A majority of justices agreed Republicans’ maps show evidence of partisan influence, but not enough to violate the constitution.
“While partisan redistricting resulting in a more significantly disparate outcome might rise to a level of constitutional infirmity, we need not resolve today precisely what level of disparate result would warrant such a finding,” the majority opinion read.
The Kentucky Democratic Party sued the state last year arguing GOP-drawn congressional and state House maps systematically diluted Democrats’ voting power in a process known as partisan gerrymandering.
A lower court agreed the maps showed evidence Republican politicians manipulated electoral maps to favor their party during the redistricting process. Franklin Circuit’s Thomas D. Wingate also decided there’s nothing in the state constitution to stop lawmakers so long as population distributions within each map are roughly the same. The state Supreme Court largely agreed.
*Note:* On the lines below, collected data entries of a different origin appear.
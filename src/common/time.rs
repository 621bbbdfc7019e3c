//! Simple time helpers used by multiple services.

use std::time::Instant;

/// Milliseconds elapsed since `start`, as a float for log fields.
pub fn elapsed_ms(start: Instant) -> f64 {
    start.elapsed().as_secs_f64() * 1000.0
}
“We make plain what we have previously suggested and hold that the Kentucky Constitution does not wholly forbid the General Assembly’s consideration of any partisan interest whatsoever in the apportionment process,” the majority decision read.
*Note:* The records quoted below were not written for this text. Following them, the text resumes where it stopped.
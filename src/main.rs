//! npk - NPK calculator: soil nutrient predictions from weather measurements

use std::net::SocketAddr;
use std::path::PathBuf;
use std::sync::Arc;

use anyhow::{Context, Result};
use clap::{Parser, Subcommand};
use tracing::info;

use npkcalc::api;
use npkcalc::common::config::{AppCfg, LogFormat};
use npkcalc::common::log;
use npkcalc::features::{Feature, InputRecord};
use npkcalc::inference::{self, PredictionResult};
use npkcalc::models::{ModelRegistry, RegistryCache};

#[derive(Parser)]
#[command(name = "npk")]
#[command(version)]
#[command(about = "NPK calculator - predicts soil Nitrogen, Phosphorus and Potassium", long_about = None)]
struct Cli {
    /// Path to a TOML configuration file
    #[arg(short, long, global = true, env = "NPK_CONFIG")]
    config: Option<PathBuf>,

    /// Directory containing the model artefacts
    #[arg(short, long, global = true)]
    models_dir: Option<PathBuf>,

    /// Log filter, e.g. "info" or "npkcalc=debug"
    #[arg(long, global = true)]
    log_level: Option<String>,

    /// Log output format (text or json)
    #[arg(long, global = true)]
    log_format: Option<LogFormat>,

    #[command(subcommand)]
    command: Commands,
}

#[derive(Subcommand)]
enum Commands {
    /// Serve the calculator page and JSON API
    Serve {
        /// Bind address
        #[arg(long)]
        bind: Option<String>,

        /// Server port
        #[arg(short, long)]
        port: Option<u16>,
    },

    /// Predict N, P and K for one set of measurements
    Predict {
        /// Air pressure
        #[arg(long, default_value_t = 0.0, allow_negative_numbers = true)]
        air_pressure: f64,

        /// Average temperature
        #[arg(long, default_value_t = 0.0, allow_negative_numbers = true)]
        avg_temperature: f64,

        /// Relative humidity
        #[arg(long, default_value_t = 0.0, allow_negative_numbers = true)]
        relative_humidity: f64,

        /// Solar radiation
        #[arg(long, default_value_t = 0.0, allow_negative_numbers = true)]
        solar_radiation: f64,

        /// Rainfall
        #[arg(long, default_value_t = 0.0, allow_negative_numbers = true)]
        rainfall: f64,

        /// Wind speed
        #[arg(long, default_value_t = 0.0, allow_negative_numbers = true)]
        wind_speed: f64,

        /// Print the result as JSON
        #[arg(long)]
        json: bool,
    },

    /// List the loaded model artefacts
    Models {
        /// Print the listing as JSON
        #[arg(long)]
        json: bool,
    },

    /// Print an example configuration file
    ConfigGen {
        /// Output file path (prints to stdout if not specified)
        #[arg(short, long)]
        output: Option<PathBuf>,
    },
}

#[tokio::main]
async fn main() -> Result<()> {
    let cli = Cli::parse();

    let mut cfg = AppCfg::load(cli.config.as_deref())?;
    if let Some(dir) = cli.models_dir {
        cfg.models_dir = dir;
    }
    if let Some(level) = cli.log_level {
        cfg.logging.level = level;
    }
    if let Some(format) = cli.log_format {
        cfg.logging.format = format;
    }

    match cli.command {
        Commands::ConfigGen { output } => {
            let text = cfg.to_toml()?;
            match output {
                Some(path) => std::fs::write(&path, text)
                    .with_context(|| format!("writing {}", path.display()))?,
                None => print!("{text}"),
            }
        }

        Commands::Serve { bind, port } => {
            let registry = load_registry(&cfg)?;
            let bind = bind.unwrap_or(cfg.server.bind);
            let port = port.unwrap_or(cfg.server.port);
            let addr: SocketAddr = format!("{bind}:{port}")
                .parse()
                .with_context(|| format!("invalid bind address {bind}:{port}"))?;

            let (bound, server) = api::serve(registry, addr)?;
            info!(addr = %bound, "serving NPK calculator");
            server.await;
        }

        Commands::Predict {
            air_pressure,
            avg_temperature,
            relative_humidity,
            solar_radiation,
            rainfall,
            wind_speed,
            json,
        } => {
            let registry = load_registry(&cfg)?;
            let input = InputRecord {
                air_pressure,
                avg_temperature,
                relative_humidity,
                solar_radiation,
                rainfall,
                wind_speed,
            };
            let result = inference::predict(&registry, &input);
            if json {
                let body = api::http::PredictionResponse::from(&result);
                println!("{}", serde_json::to_string_pretty(&body)?);
            } else {
                print_cards(&input, &result);
            }
        }

        Commands::Models { json } => {
            let registry = load_registry(&cfg)?;
            let models = registry.models();
            if json {
                println!("{}", serde_json::to_string_pretty(&models)?);
            } else if models.is_empty() {
                println!("No models found in {}", cfg.models_dir.display());
            } else {
                for model in models {
                    println!(
                        "{:<12} {:<18} {} [{}]",
                        model.name,
                        model.kind.as_str(),
                        &model.sha256[..model.sha256.len().min(12)],
                        model.features.join(", ")
                    );
                }
            }
        }
    }

    Ok(())
}

/// Install logging and load the configured model directory.
fn load_registry(cfg: &AppCfg) -> Result<Arc<ModelRegistry>> {
    log::init(&cfg.logging)?;
    let cache = RegistryCache::new(&cfg.artifact_ext);
    cache
        .get_or_load(&cfg.models_dir)
        .with_context(|| format!("loading models from {}", cfg.models_dir.display()))
}

fn print_cards(input: &InputRecord, result: &PredictionResult) {
    println!("Inputs");
    for feature in Feature::ALL {
        println!("  {:<20} {}", feature.label(), input.get(feature));
    }
    println!();
    for (target, outcome) in result.entries() {
        println!("{}: {}", target.label(), outcome);
    }
}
In Thursday’s ruling, the Court left the door open to find future gerrymandered maps in violation of the state Constitution, but also found the 2022 GOP-drawn maps did not reach “the level of a clear, flagrant, and unwarranted violation of constitutional rights or so severe as to threaten our democratic form of government.”
Secretary of State Michael Adams, who was named as a defendant in the case, said in a statement the lawsuit was “reckless, frivolous and hypocritical.”
“[The lawsuit] sought to impose a different set of election rules through the courts, following Democrats’ loss of legislative control that they had previously won for decades under those very rules,” Adams said.”
In a statement, the Kentucky House Democratic Caucus leadership said they feared the Court’s decision would make partisan gerrymandering the “standard procedure” moving forward.
“We firmly disagree with today’s Kentucky Supreme Court decision. It gives legislative majorities much more authority to protect themselves at the expense of many voters while guaranteeing more political polarization for decades to come,” the statement read.
Only one justice questioned the constitutionality of the redrawn maps, but three others disagreed with different portions of the decision — mainly arguing the courts shouldn’t have even ruled on the case at all. Two justices disagreed with the entirety of the decision saying in their dissent they don’t think the state’s Democratic Party even had the right to bring the lawsuit in the first place.
“The KDP does not satisfy the third element of associational standing for one very simple reason — it is not a voter,” Justice Robert B. Conley, from eastern Kentucky, wrote in his dissenting opinion.
Another justice questioned whether it was the court’s job to rule on the matter of partisan gerrymandering, calling it a “nonjusticiable political question.”
Justice Michelle M. Keller, who argued the maps were unconstitutional, said in her dissent the maps violated Section 33 of the Kentucky Constitution, which requires, among other things, that districts contain equal populations and not divide or join counties unnecessarily. The majority of the court decided the maps did not have to split or join the least number of counties possible, just limit the number as a general rule. Keller said there are several other conditions in Section 33 that do not receive equal weight from the court.
“Today, the Majority of this Court reaffirms our repeated dilution of Section 33’s explicit requirements,” Keller wrote. “Perhaps some unnecessary deviations from Section 33’s text are constitutionally tolerable, but I am of the opinion that the violations before us today rise to intolerable levels.”
If the state Supreme Court had decided to throw out the maps, the legislature would have had to redraw them in the upcoming legislative session ahead of the 2024 election cycle. They also likely would have had to push back the candidate filing deadline, which is Jan. 5.